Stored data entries
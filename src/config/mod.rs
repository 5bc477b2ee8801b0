//! The assistant's `.env` file: lossless document model, known keys, and
//! first-run seeding from the checked-in example.

mod document;
pub mod keys;

use std::path::Path;

use tracing::info;

pub use document::EnvDocument;
pub use keys::{ConfigView, KNOWN_KEYS, KnownKey, is_placeholder, needs_prompt, parse_bool};

use crate::error::{BootstrapError, Result};
use crate::ui;

/// How the config file came to exist for this run
#[derive(Debug, Clone, Copy, PartialEq, Eq)]
pub enum SeedOutcome {
    /// It was already there; nothing was written
    Existing,
    /// Copied from the example template
    FromTemplate,
    /// Template missing too; an empty file was created
    Empty,
}

/// Make sure `config` exists, seeding it from `template` when it doesn't.
///
/// A missing template is not fatal: an empty file is created and a warning
/// shown, so later prompts still have somewhere to write.
pub fn ensure_config_file(config: &Path, template: &Path) -> Result<SeedOutcome> {
    if config.exists() {
        info!(path = %config.display(), "config file present");
        return Ok(SeedOutcome::Existing);
    }

    if template.is_file() {
        std::fs::copy(template, config).map_err(|e| {
            BootstrapError::io(
                format!("copying {} to {}", template.display(), config.display()),
                e,
            )
        })?;
        ui::info(format!(
            "Created {} from {}",
            display_name(config),
            display_name(template)
        ));
        return Ok(SeedOutcome::FromTemplate);
    }

    std::fs::write(config, "")
        .map_err(|e| BootstrapError::io(format!("creating {}", config.display()), e))?;
    ui::warning(format!(
        "{} not found; created an empty {}",
        display_name(template),
        display_name(config)
    ));
    Ok(SeedOutcome::Empty)
}

fn display_name(path: &Path) -> String {
    path.file_name()
        .map(|n| n.to_string_lossy().into_owned())
        .unwrap_or_else(|| path.display().to_string())
}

### INSTRUCTIONS TO FOLLOW
What is needed is an exact copy of every entry above.

### YOUR SOLUTION
filename src/config/mod.rs
repository 5bc477b2ee8801b0
//! The assistant's `.env` file: lossless document model, known keys, and
//! first-run seeding from the checked-in example.

mod document;
pub mod keys;

use std::path::Path;

use tracing::info;

pub use document::EnvDocument;
pub use keys::{ConfigView, KNOWN_KEYS, KnownKey, is_placeholder, needs_prompt, parse_bool};

use crate::error::{BootstrapError, Result};
use crate::ui;

/// How the config file came to exist for this run
#[derive(Debug, Clone, Copy, PartialEq, Eq)]
pub enum SeedOutcome {
    /// It was already there; nothing was written
    Existing,
    /// Copied from the example template
    FromTemplate,
    /// Template missing too; an empty file was created
    Empty,
}

/// Make sure `config` exists, seeding it from `template` when it doesn't.
///
/// A missing template is not fatal: an empty file is created and a warning
/// shown, so later prompts still have somewhere to write.
pub fn ensure_config_file(config: &Path, template: &Path) -> Result<SeedOutcome> {
    if config.exists() {
        info!(path = %config.display(), "config file present");
        return Ok(SeedOutcome::Existing);
    }

    if template.is_file() {
        std::fs::copy(template, config).map_err(|e| {
            BootstrapError::io(
                format!("copying {} to {}", template.display(), config.display()),
                e,
            )
        })?;
        ui::info(format!(
            "Created {} from {}",
            display_name(config),
            display_name(template)
        ));
        return Ok(SeedOutcome::FromTemplate);
    }

    std::fs::write(config, "")
        .map_err(|e| BootstrapError::io(format!("creating {}", config.display()), e))?;
    ui::warning(format!(
        "{} not found; created an empty {}",
        display_name(template),
        display_name(config)
    ));
    Ok(SeedOutcome::Empty)
}

fn display_name(path: &Path) -> String {
    path.file_name()
        .map(|n| n.to_string_lossy().into_owned())
        .unwrap_or_else(|| path.display().to_string())
}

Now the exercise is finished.